Fig. 7: PRPF8 iCLIP provides information on the interaction between PRPF8 and pre-mRNA.

A PRPF8 does not selectively bind to 3’ splice sites. The 3’SS strengths of bound pre-mRNA fragments are normally distributed, as would be expected for random sequences. PRPF8 selectively binds to 5’SSs. The biphasic distribution of 5’SS strengths has two maxima (approximate maxent5 scores of 2 and 9) separated by a local minima. These were categorised into three 5’SS strengths: weak (maxent5 score <3), strong (maxent5 score > 8), and intermediate (maxent5 score between 3 and 8); (B) Histograms showing fold changes (RP13/RP13-Cas9) of weak and strong 5’SSs.

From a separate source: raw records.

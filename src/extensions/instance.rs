use futures_util::FutureExt;
use parking_lot::Mutex;
use std::future::Future;
use std::panic::AssertUnwindSafe;
use std::sync::atomic::{AtomicBool, Ordering};

use super::ProcessKind;
use super::record::InstalledExtensionRecord;
use super::registration::{Registrar, Registries};
use super::runtime::{Extension, ExtensionContext};
use crate::disposer::DisposerStack;

/// Where an instance is in its pipeline. `Deregistered` is terminal; a fresh
/// instance is needed to load the extension again.
#[derive(Debug, Clone, Copy, PartialEq, Eq)]
pub enum LifecycleState {
    Unloaded,
    Activating,
    Activated,
    Registered,
    Enabled,
    Disabling,
    Deregistered,
}

/// One extension living in one process.
pub struct ExtensionInstance {
    record: InstalledExtensionRecord,
    extension: Box<dyn Extension>,
    ctx: ExtensionContext,
    state: Mutex<LifecycleState>,
    enabled: AtomicBool,
    registrations: DisposerStack,
}

impl ExtensionInstance {
    pub fn new(record: InstalledExtensionRecord, process: ProcessKind, extension: Box<dyn Extension>) -> Self {
        let ctx = ExtensionContext::new(&record, process);
        Self {
            record,
            extension,
            ctx,
            state: Mutex::new(LifecycleState::Unloaded),
            enabled: AtomicBool::new(false),
            registrations: DisposerStack::new(),
        }
    }

    pub fn id(&self) -> &str {
        &self.record.id
    }

    pub fn name(&self) -> &str {
        self.record.name()
    }

    pub fn version(&self) -> &str {
        self.record.version()
    }

    pub fn is_bundled(&self) -> bool {
        self.record.is_bundled
    }

    /// The record this instance was built from.
    pub fn record(&self) -> &InstalledExtensionRecord {
        &self.record
    }

    pub fn state(&self) -> LifecycleState {
        *self.state.lock()
    }

    pub fn is_enabled(&self) -> bool {
        self.enabled.load(Ordering::SeqCst)
    }

    fn set_state(&self, state: LifecycleState) {
        let mut current = self.state.lock();
        if *current == LifecycleState::Deregistered {
            return;
        }
        tracing::trace!(extension = %self.id(), from = ?*current, to = ?state, "Lifecycle transition");
        *current = state;
    }

    /// Run the activate hook. Returns whether it succeeded; either way the
    /// instance moves on to `Activated`.
    pub async fn activate(&self) -> bool {
        self.set_state(LifecycleState::Activating);
        let ok = self.guarded("activate", self.extension.activate(&self.ctx)).await;
        self.set_state(LifecycleState::Activated);
        ok
    }

    /// Run the registrar against `registries`.
    pub fn register(&self, registries: &Registries) {
        let mut registrar = Registrar::new(self.id(), registries);
        let outcome = std::panic::catch_unwind(AssertUnwindSafe(|| self.extension.register(&mut registrar)));
        // Whatever was registered before a panic still gets cleaned up
        for disposer in registrar.finish() {
            self.registrations.push(disposer);
        }
        if outcome.is_err() {
            tracing::error!(extension = %self.id(), name = %self.name(), "Registrar panicked");
        }
        self.set_state(LifecycleState::Registered);
    }

    /// Run the enable hook once. Later calls are no-ops until a disable.
    pub async fn enable(&self) {
        if matches!(self.state(), LifecycleState::Disabling | LifecycleState::Deregistered) {
            tracing::debug!(extension = %self.id(), "Skipping enable of a torn down instance");
            return;
        }
        if self.enabled.swap(true, Ordering::SeqCst) {
            return;
        }
        self.guarded("enable", self.extension.enable(&self.ctx)).await;
        self.set_state(LifecycleState::Enabled);
        tracing::info!(extension = %self.id(), name = %self.name(), version = %self.version(), "Extension enabled");
    }

    /// Run the deactivate hook, then the context's disposers. No-op unless
    /// enabled. Returns whether anything ran.
    pub async fn disable(&self) -> bool {
        if !self.enabled.swap(false, Ordering::SeqCst) {
            return false;
        }
        self.set_state(LifecycleState::Disabling);
        self.guarded("deactivate", self.extension.deactivate(&self.ctx)).await;
        self.ctx.disposers().dispose_all(self.id());
        tracing::info!(extension = %self.id(), name = %self.name(), "Extension disabled");
        true
    }

    /// Retract every contribution and release anything left on the context.
    pub fn deregister(&self) {
        self.registrations.dispose_all(self.id());
        self.ctx.disposers().dispose_all(self.id());
        self.set_state(LifecycleState::Deregistered);
    }

    async fn guarded<F>(&self, hook: &'static str, fut: F) -> bool
    where
        F: Future<Output = anyhow::Result<()>>,
    {
        match AssertUnwindSafe(fut).catch_unwind().await {
            Ok(Ok(())) => true,
            Ok(Err(e)) => {
                let error = format!("{e:#}");
                tracing::error!(
                    extension = %self.id(),
                    name = %self.name(),
                    version = %self.version(),
                    hook,
                    error = %error,
                    "Extension hook failed"
                );
                false
            }
            Err(_) => {
                tracing::error!(
                    extension = %self.id(),
                    name = %self.name(),
                    version = %self.version(),
                    hook,
                    "Extension hook panicked"
                );
                false
            }
        }
    }
}

impl std::fmt::Debug for ExtensionInstance {
    fn fmt(&self, f: &mut std::fmt::Formatter<'_>) -> std::fmt::Result {
        f.debug_struct("ExtensionInstance")
            .field("id", &self.id())
            .field("version", &self.version())
            .field("state", &self.state())
            .field("enabled", &self.is_enabled())
            .finish()
    }
}

#[cfg(test)]
mod tests {
    use super::*;
    use crate::disposer::Disposer;
    use crate::extensions::contributions::Command;
    use crate::extensions::record::ExtensionManifest;
    use async_trait::async_trait;
    use std::sync::Arc;

    #[derive(Default)]
    struct Counts {
        activate: usize,
        enable: usize,
        deactivate: usize,
        disposed: usize,
    }

    struct Probe {
        counts: Arc<Mutex<Counts>>,
        fail_enable: bool,
    }

    #[async_trait]
    impl Extension for Probe {
        async fn activate(&self, ctx: &ExtensionContext) -> anyhow::Result<()> {
            self.counts.lock().activate += 1;
            let counts = self.counts.clone();
            ctx.on_dispose(Disposer::from_fn(move || counts.lock().disposed += 1));
            Ok(())
        }

        fn register(&self, registrar: &mut Registrar<'_>) {
            registrar.commands(vec![Command::new("probe.run", "Run")]);
        }

        async fn enable(&self, _ctx: &ExtensionContext) -> anyhow::Result<()> {
            self.counts.lock().enable += 1;
            if self.fail_enable {
                anyhow::bail!("enable failed");
            }
            Ok(())
        }

        async fn deactivate(&self, _ctx: &ExtensionContext) -> anyhow::Result<()> {
            self.counts.lock().deactivate += 1;
            Ok(())
        }
    }

    fn probe(fail_enable: bool) -> (ExtensionInstance, Arc<Mutex<Counts>>) {
        let counts = Arc::new(Mutex::new(Counts::default()));
        let record = InstalledExtensionRecord::user("probe", ExtensionManifest::new("probe", "1.0.0"), "/probe");
        let instance = ExtensionInstance::new(
            record,
            ProcessKind::Host,
            Box::new(Probe {
                counts: counts.clone(),
                fail_enable,
            }),
        );
        (instance, counts)
    }

    #[tokio::test]
    async fn enable_and_disable_are_idempotent() {
        let (instance, counts) = probe(false);
        let registries = Registries::new();

        assert!(instance.activate().await);
        instance.register(&registries);
        instance.enable().await;
        instance.enable().await;
        assert_eq!(counts.lock().enable, 1);
        assert_eq!(instance.state(), LifecycleState::Enabled);

        assert!(instance.disable().await);
        assert!(!instance.disable().await);
        assert_eq!(counts.lock().deactivate, 1);
        assert_eq!(counts.lock().disposed, 1);
    }

    #[tokio::test]
    async fn disable_before_enable_is_a_noop() {
        let (instance, counts) = probe(false);
        assert!(!instance.disable().await);
        assert_eq!(counts.lock().deactivate, 0);
    }

    #[tokio::test]
    async fn failed_enable_still_counts_as_enabled() {
        let (instance, counts) = probe(true);
        instance.enable().await;
        assert!(instance.is_enabled());
        instance.enable().await;
        assert_eq!(counts.lock().enable, 1);
    }

    #[tokio::test]
    async fn deregister_retracts_contributions_and_is_terminal() {
        let (instance, counts) = probe(false);
        let registries = Registries::new();
        instance.activate().await;
        instance.register(&registries);
        assert!(registries.commands.contains("probe", "probe.run"));

        instance.deregister();
        assert!(registries.commands.is_empty());
        assert_eq!(instance.state(), LifecycleState::Deregistered);

        instance.enable().await;
        assert_eq!(instance.state(), LifecycleState::Deregistered);
        assert!(!instance.is_enabled());
        assert_eq!(counts.lock().enable, 0);
    }

    struct Panicky;

    #[async_trait]
    impl Extension for Panicky {
        async fn activate(&self, _ctx: &ExtensionContext) -> anyhow::Result<()> {
            panic!("activate exploded");
        }

        fn register(&self, registrar: &mut Registrar<'_>) {
            registrar.commands(vec![Command::new("before", "Before")]);
            panic!("register exploded");
        }
    }

    #[tokio::test]
    async fn panics_are_contained() {
        let record = InstalledExtensionRecord::user("p", ExtensionManifest::new("p", "1"), "/p");
        let instance = ExtensionInstance::new(record, ProcessKind::View, Box::new(Panicky));
        let registries = Registries::new();

        assert!(!instance.activate().await);
        instance.register(&registries);
        assert_eq!(instance.state(), LifecycleState::Registered);

        instance.deregister();
        assert!(registries.commands.is_empty());
    }
}
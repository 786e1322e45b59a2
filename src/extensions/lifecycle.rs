//! Lifecycle coordinator.
//!
//! One per process. Each reconciliation:
//! 1. tears down instances whose record vanished, was disabled, or changed
//!    version, or whose enabled flag changed since they were built (wait
//!    for any in-flight enable, disable, then deregister);
//! 2. instantiates every loadable record without an instance;
//! 3. activates the new instances concurrently and waits for all of them;
//! 4. registers each one's contributions;
//! 5. starts each one's enable hook and hands back a [`LoadingHandle`].
//!
//! Hook failures stay with the extension that raised them.

use dashmap::DashMap;
use futures_util::FutureExt;
use futures_util::future::{BoxFuture, Shared, join_all};
use std::collections::BTreeSet;
use std::sync::Arc;
use std::time::Duration;
use tokio::sync::{Mutex, broadcast, watch};
use tokio::task::JoinHandle;

use super::ProcessKind;
use super::instance::ExtensionInstance;
use super::instantiator::{InstanceTable, Instantiation, Instantiator};
use super::record::RecordMap;
use super::registration::Registries;
use super::runtime::FactoryResolver;

const EVENT_CAPACITY: usize = 64;

#[derive(Debug, Clone, PartialEq, Eq)]
pub enum LifecycleEvent {
    /// Instance finished its enable step.
    Added { id: String, name: String },
    /// Instance was disabled and deregistered.
    Removed { id: String, name: String },
}

/// Settles once an extension's enable step is over, whether or not the hook
/// succeeded. Clones share the same settlement.
#[derive(Clone)]
pub struct LoadingHandle {
    pub id: String,
    pub is_bundled: bool,
    settled: Shared<BoxFuture<'static, ()>>,
}

impl LoadingHandle {
    pub async fn wait(&self) {
        self.settled.clone().await
    }

    pub fn is_settled(&self) -> bool {
        self.settled.peek().is_some()
    }
}
#[tokio::main]
async fn main() -> anyhow::Result<()> {
    extshell_lib::run().await
}
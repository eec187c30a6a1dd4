use std::fmt;

use serde::{Deserialize, Serialize};

/// A named, reusable description of a recurring defect.
#[derive(Debug, Clone, Serialize, Deserialize, PartialEq)]
#[serde(rename_all = "camelCase")]
pub struct BugPattern {
    pub id: String,
    #[serde(default)]
    pub name: String,
    #[serde(default)]
    pub description: String,
    #[serde(default)]
    pub severity: Severity,
    /// Matched case-insensitively against diagnostic text
    #[serde(default)]
    pub signatures: Vec<String>,
    /// Matched case-sensitively against source code
    #[serde(default)]
    pub code_patterns: Vec<String>,
    #[serde(default)]
    pub fix_strategy: String,
    #[serde(default, skip_serializing_if = "Option::is_none")]
    pub example: Option<FixExample>,
    #[serde(default, skip_serializing_if = "Option::is_none")]
    pub prevention: Option<String>,
    #[serde(default)]
    pub project_specific: bool,
}

impl BugPattern {
    pub fn new(id: impl Into<String>, name: impl Into<String>, severity: Severity) -> Self {
        Self {
            id: id.into(),
            name: name.into(),
            description: String::new(),
            severity,
            signatures: Vec::new(),
            code_patterns: Vec::new(),
            fix_strategy: String::new(),
            example: None,
            prevention: None,
            project_specific: false,
        }
    }

    pub fn with_description(mut self, description: impl Into<String>) -> Self {
        self.description = description.into();
        self
    }

    pub fn with_signature(mut self, signature: impl Into<String>) -> Self {
        self.signatures.push(signature.into());
        self
    }

    pub fn with_code_pattern(mut self, code_pattern: impl Into<String>) -> Self {
        self.code_patterns.push(code_pattern.into());
        self
    }

    pub fn with_fix_strategy(mut self, fix_strategy: impl Into<String>) -> Self {
        self.fix_strategy = fix_strategy.into();
        self
    }

    pub fn with_example(mut self, before: impl Into<String>, after: impl Into<String>) -> Self {
        self.example = Some(FixExample { before: before.into(), after: after.into() });
        self
    }

    pub fn with_prevention(mut self, prevention: impl Into<String>) -> Self {
        self.prevention = Some(prevention.into());
        self
    }
}

#[derive(Debug, Clone, Serialize, Deserialize, PartialEq, Eq)]
pub struct FixExample {
    #[serde(default)]
    pub before: String,
    #[serde(default)]
    pub after: String,
}

#[derive(
    Debug, Clone, Copy, Serialize, Deserialize, PartialEq, Eq, PartialOrd, Ord, Hash, Default,
)]
#[serde(rename_all = "lowercase")]
pub enum Severity {
    Low,
    #[default]
    Medium,
    High,
    Critical,
}

impl Severity {
    pub fn as_str(&self) -> &'static str {
        match self {
            Severity::Low => "low",
            Severity::Medium => "medium",
            Severity::High => "high",
            Severity::Critical => "critical",
        }
    }
}

impl fmt::Display for Severity {
    fn fmt(&self, f: &mut fmt::Formatter<'_>) -> fmt::Result {
        f.write_str(self.as_str())
    }
}

/// Which list of a pattern produced a hit
#[derive(Debug, Clone, Copy, Serialize, Deserialize, PartialEq, Eq, Hash)]
#[serde(rename_all = "lowercase")]
pub enum MatchSource {
    Signature,
    Code,
}

/// One pattern recognized in a piece of text.
#[derive(Debug, Clone, Serialize, PartialEq)]
#[serde(rename_all = "camelCase")]
pub struct PatternMatch {
    pub pattern: BugPattern,
    pub confidence: f32,
    /// The signature or code pattern that produced the strongest hit
    pub signature: String,
    /// The slice of the input that hit
    pub matched: String,
    pub source: MatchSource,
}
//! Pattern learning and matching
//!
//! Known defect patterns live in a three-namespace catalog (built-in, common,
//! project-specific). The matcher scores them against diagnostics or code, the
//! tracker counts how often they fire, and the persistence layer moves the
//! learned part of that state in and out of a JSON document.

pub mod catalog;
pub mod defect;
pub mod engine;
pub mod matcher;
pub mod pattern;
pub mod persistence;
pub mod predefined;
pub mod recommender;
pub mod scoring;
pub mod signature;
pub mod stats;
pub mod tracker;

#[cfg(test)]
mod integration_tests;

use thiserror::Error;

pub use catalog::PatternCatalog;
pub use defect::DefectRecord;
pub use engine::PatternLearningEngine;
pub use matcher::PatternMatcher;
pub use pattern::{BugPattern, FixExample, MatchSource, PatternMatch, Severity};
pub use persistence::{ImportReport, LearningDocument, PatternEntry, PersistOutcome};
pub use recommender::{CodeLocation, FixRecommendation, IssuePrediction, IssueType};
pub use scoring::{ScoringStrategy, ScoringWeights};
pub use stats::LearningStats;
pub use tracker::{OccurrenceTracker, PatternStats};

#[derive(Debug, Error)]
pub enum LearningError {
    #[error("Invalid pattern: {0}")]
    InvalidPattern(String),

    #[error("Invalid learning document: {0}")]
    InvalidDocument(String),

    #[error("Incompatible learning document version: {found} (current: {current})")]
    IncompatibleVersion { found: String, current: String },

    #[error("IO error: {0}")]
    Io(#[from] std::io::Error),

    #[error("Serialization error: {0}")]
    Serialization(#[from] serde_json::Error),
}

pub type Result<T> = std::result::Result<T, LearningError>;
use std::collections::HashSet;
use std::fmt;

use regex_utils::code;
use serde::{Deserialize, Serialize};

use super::matcher::PatternMatcher;
use super::pattern::{BugPattern, PatternMatch};

/// Best fix for a piece of text; empty when nothing cleared the confidence floor.
#[derive(Debug, Clone, Default, Serialize, PartialEq)]
pub struct FixRecommendation {
    pub pattern: Option<BugPattern>,
    pub confidence: f32,
    pub suggestion: String,
}

impl FixRecommendation {
    pub fn empty() -> Self {
        Self::default()
    }

    pub fn is_empty(&self) -> bool {
        self.pattern.is_none()
    }

    fn from_match(found: PatternMatch) -> Self {
        let suggestion = suggestion_for(&found.pattern);
        Self { confidence: found.confidence, pattern: Some(found.pattern), suggestion }
    }
}

fn suggestion_for(pattern: &BugPattern) -> String {
    match &pattern.example {
        Some(example) if !example.after.trim().is_empty() => {
            format!("{}\n\nExample fix:\n{}", pattern.fix_strategy, example.after)
        }
        _ => pattern.fix_strategy.clone(),
    }
}

pub struct FixRecommender<'a> {
    matcher: PatternMatcher<'a>,
    min_confidence: f32,
}

impl<'a> FixRecommender<'a> {
    pub fn new(matcher: PatternMatcher<'a>, min_confidence: f32) -> Self {
        Self { matcher, min_confidence }
    }

    pub fn recommend_fix(&self, text: &str) -> FixRecommendation {
        match self.matcher.best_match(text) {
            Some(found) if found.confidence >= self.min_confidence => {
                FixRecommendation::from_match(found)
            }
            _ => FixRecommendation::empty(),
        }
    }
}

#[derive(Debug, Clone, PartialEq, Eq, Hash, Serialize, Deserialize)]
#[serde(rename_all = "kebab-case")]
pub enum IssueType {
    NullPointer,
    UnhandledRejection,
    InjectionRisk,
    XssRisk,
    HardcodedSecret,
}

impl IssueType {
    pub fn as_str(&self) -> &'static str {
        match self {
            IssueType::NullPointer => "null-pointer",
            IssueType::UnhandledRejection => "unhandled-rejection",
            IssueType::InjectionRisk => "injection-risk",
            IssueType::XssRisk => "xss-risk",
            IssueType::HardcodedSecret => "hardcoded-secret",
        }
    }
}

impl fmt::Display for IssueType {
    fn fmt(&self, f: &mut fmt::Formatter<'_>) -> fmt::Result {
        f.write_str(self.as_str())
    }
}

/// 1-based position in the scanned text
#[derive(Debug, Clone, Copy, PartialEq, Eq, Serialize, Deserialize)]
pub struct CodeLocation {
    pub line: usize,
    pub column: usize,
}

#[derive(Debug, Clone, PartialEq, Eq, Serialize, Deserialize)]
pub struct IssuePrediction {
    #[serde(rename = "type")]
    pub issue_type: IssueType,
    #[serde(skip_serializing_if = "Option::is_none")]
    pub location: Option<CodeLocation>,
    pub message: String,
}

impl IssuePrediction {
    fn at(issue_type: IssueType, line: usize, column: usize, message: String) -> Self {
        Self { issue_type, location: Some(CodeLocation { line, column }), message }
    }
}

/// Flag likely issue categories in raw code before any error is seen.
///
/// Purely textual, so false positives are expected.
pub fn predict_issues(code_context: &str) -> Vec<IssuePrediction> {
    let mut predictions = Vec::new();
    predict_null_dereferences(code_context, &mut predictions);
    predict_unhandled_rejections(code_context, &mut predictions);
    predict_line_sinks(code_context, &mut predictions);
    predictions.sort_by_key(|p| p.location.map(|l| (l.line, l.column)));
    predictions
}

fn predict_null_dereferences(source: &str, predictions: &mut Vec<IssuePrediction>) {
    let mut reported = HashSet::new();

    for (index, line) in source.lines().enumerate() {
        for caps in code::PROPERTY_CHAIN.captures_iter(line) {
            let Some(root) = caps.get(1) else { continue };
            let name = root.as_str();
            if code::KNOWN_ROOTS.contains(&name) || reported.contains(name) {
                continue;
            }
            if code::has_null_guard(source, name) {
                continue;
            }
            reported.insert(name.to_string());
            predictions.push(IssuePrediction::at(
                IssueType::NullPointer,
                index + 1,
                column(line, root.start()),
                format!("`{name}` is dereferenced without a null/undefined check"),
            ));
        }
    }
}

fn predict_unhandled_rejections(source: &str, predictions: &mut Vec<IssuePrediction>) {
    let mut guarded_depths: Vec<i64> = Vec::new();
    let mut depth: i64 = 0;

    for (index, line) in source.lines().enumerate() {
        let opens_try = code::TRY_BLOCK.is_match(line);
        let guarded = !guarded_depths.is_empty() || opens_try;

        if !guarded && !code::CATCH_HANDLER.is_match(line) {
            if let Some(call) = code::AWAIT_OR_THEN.find(line) {
                if !then_chain_caught(source, index) {
                    predictions.push(IssuePrediction::at(
                        IssueType::UnhandledRejection,
                        index + 1,
                        column(line, call.start()),
                        "Async call has no surrounding try/catch or .catch() handler".to_string(),
                    ));
                }
            }
        }

        for ch in line.chars() {
            match ch {
                '{' => {
                    if opens_try && guarded_depths.last() != Some(&depth) {
                        guarded_depths.push(depth);
                    }
                    depth += 1;
                }
                '}' => {
                    depth -= 1;
                    if guarded_depths.last() == Some(&depth) {
                        guarded_depths.pop();
                    }
                }
                _ => {}
            }
        }
    }
}

/// 1-based character column of a byte offset within `line`.
fn column(line: &str, byte_offset: usize) -> usize {
    line[..byte_offset].chars().count() + 1
}

/// A `.then(` whose chain continues onto a `.catch(` within the next few lines.
fn then_chain_caught(source: &str, line_index: usize) -> bool {
    source
        .lines()
        .skip(line_index + 1)
        .take(3)
        .take_while(|line| line.trim_start().starts_with('.'))
        .any(|line| code::CATCH_HANDLER.is_match(line))
}

fn predict_line_sinks(source: &str, predictions: &mut Vec<IssuePrediction>) {
    let sinks: [(&regex::Regex, IssueType, &str); 4] = [
        (&*code::SQL_CONCAT, IssueType::InjectionRisk, "SQL built from concatenated input"),
        (&*code::DYNAMIC_EVAL, IssueType::InjectionRisk, "Dynamic code built from input"),
        (&*code::HTML_SINK, IssueType::XssRisk, "Raw HTML written to the DOM"),
        (&*code::SECRET_ASSIGNMENT, IssueType::HardcodedSecret, "Credential literal in source"),
    ];

    for (index, line) in source.lines().enumerate() {
        for (regex, issue_type, message) in &sinks {
            if let Some(found) = regex.find(line) {
                predictions.push(IssuePrediction::at(
                    issue_type.clone(),
                    index + 1,
                    column(line, found.start()),
                    message.to_string(),
                ));
            }
        }
    }
}
//! Confidence scoring for pattern hits
//!
//! Scoring is a pure function of the strategy, the compiled pattern and the
//! input text, so weights and combination rules can change without touching
//! the catalog or the matcher.

use serde::{Deserialize, Serialize};

use super::pattern::MatchSource;
use super::signature::{CompiledPattern, Hit, HitKind};

/// Base score of a single hit, by source and kind.
///
/// Signature weights sit above code weights: diagnostics name the defect,
/// code fragments only resemble it.
#[derive(Debug, Clone, Copy, Serialize, Deserialize, PartialEq)]
#[serde(default)]
pub struct ScoringWeights {
    pub signature_literal: f32,
    pub signature_wildcard: f32,
    pub signature_partial: f32,
    pub code_literal: f32,
    pub code_wildcard: f32,
    pub code_partial: f32,
}

impl Default for ScoringWeights {
    fn default() -> Self {
        Self {
            signature_literal: 0.7,
            signature_wildcard: 0.85,
            signature_partial: 0.45,
            code_literal: 0.55,
            code_wildcard: 0.65,
            code_partial: 0.3,
        }
    }
}

impl ScoringWeights {
    pub fn weight(&self, hit: &Hit<'_, '_>) -> f32 {
        let weight = match (hit.source, hit.kind) {
            (MatchSource::Signature, HitKind::Literal) => self.signature_literal,
            (MatchSource::Signature, HitKind::Wildcard) => self.signature_wildcard,
            (MatchSource::Signature, HitKind::Partial) => self.signature_partial,
            (MatchSource::Code, HitKind::Literal) => self.code_literal,
            (MatchSource::Code, HitKind::Wildcard) => self.code_wildcard,
            (MatchSource::Code, HitKind::Partial) => self.code_partial,
        };
        if weight.is_nan() { 0.0 } else { weight.clamp(0.0, 1.0) }
    }
}

/// How the hits of one pattern combine into a confidence.
#[derive(Debug, Clone, Copy, Serialize, Deserialize, PartialEq)]
#[serde(tag = "kind", rename_all = "snake_case")]
pub enum ScoringStrategy {
    /// `1 - Π(1 - w)`: every extra hit raises confidence, never past 1.0
    NoisyOr(ScoringWeights),
    /// Only the strongest hit counts
    BestHit(ScoringWeights),
}

impl Default for ScoringStrategy {
    fn default() -> Self {
        ScoringStrategy::NoisyOr(ScoringWeights::default())
    }
}

impl ScoringStrategy {
    pub fn weights(&self) -> &ScoringWeights {
        match self {
            ScoringStrategy::NoisyOr(weights) | ScoringStrategy::BestHit(weights) => weights,
        }
    }
}

#[derive(Debug, Clone, PartialEq)]
pub struct Score<'p, 't> {
    pub confidence: f32,
    /// Strongest hit; the earliest one wins ties, so signatures beat code patterns
    pub best: Hit<'p, 't>,
}

pub fn score<'p, 't>(
    strategy: &ScoringStrategy,
    pattern: &'p CompiledPattern,
    text: &'t str,
) -> Option<Score<'p, 't>> {
    let weights = strategy.weights();
    let hits = pattern.hits(text);

    let mut best: Option<(f32, &Hit<'p, 't>)> = None;
    for hit in &hits {
        let weight = weights.weight(hit);
        if best.is_none_or(|(top, _)| weight > top) {
            best = Some((weight, hit));
        }
    }
    let (top, best) = best?;

    let confidence = match strategy {
        ScoringStrategy::NoisyOr(_) => {
            1.0 - hits.iter().map(|hit| 1.0 - weights.weight(hit)).product::<f32>()
        }
        ScoringStrategy::BestHit(_) => top,
    };

    Some(Score { confidence: confidence.clamp(0.0, 1.0), best: best.clone() })
}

KiOs and iPSCs histograms have more pronounced peaks with low fold change values. RPE and ROs histograms have flatter distributions with a greater proportion of the values present in the tails of the curve. The kurtosis of the ROs and RPE graphs is lower than iPSCs and KiOs (Fig. S10C); (C) Gene set enrichment analysis of differentially bound weak and strong 5’SSs in ROs showing enrichment for transcripts encoding proteins mediating transcription and ciliary functions (e.g., RNA polymerase II transcription, cilium assembly, cargo trafficking to periciliary membrane); (D) Gene set enrichment analysis of differentially bound weak and strong 5’SSs in RPE. Direction down and up refers to positive and negative fold changes in (RP13/RP13-Cas9), respectively. GSEAPY interface for Enrichr with Fisher’s exact test was used in (C, D); (E) Gene sequence plot showing differential inclusion of nucleotides at weak 5’SSs with upregulated or downregulated binding to PRPF8 in ROs (B).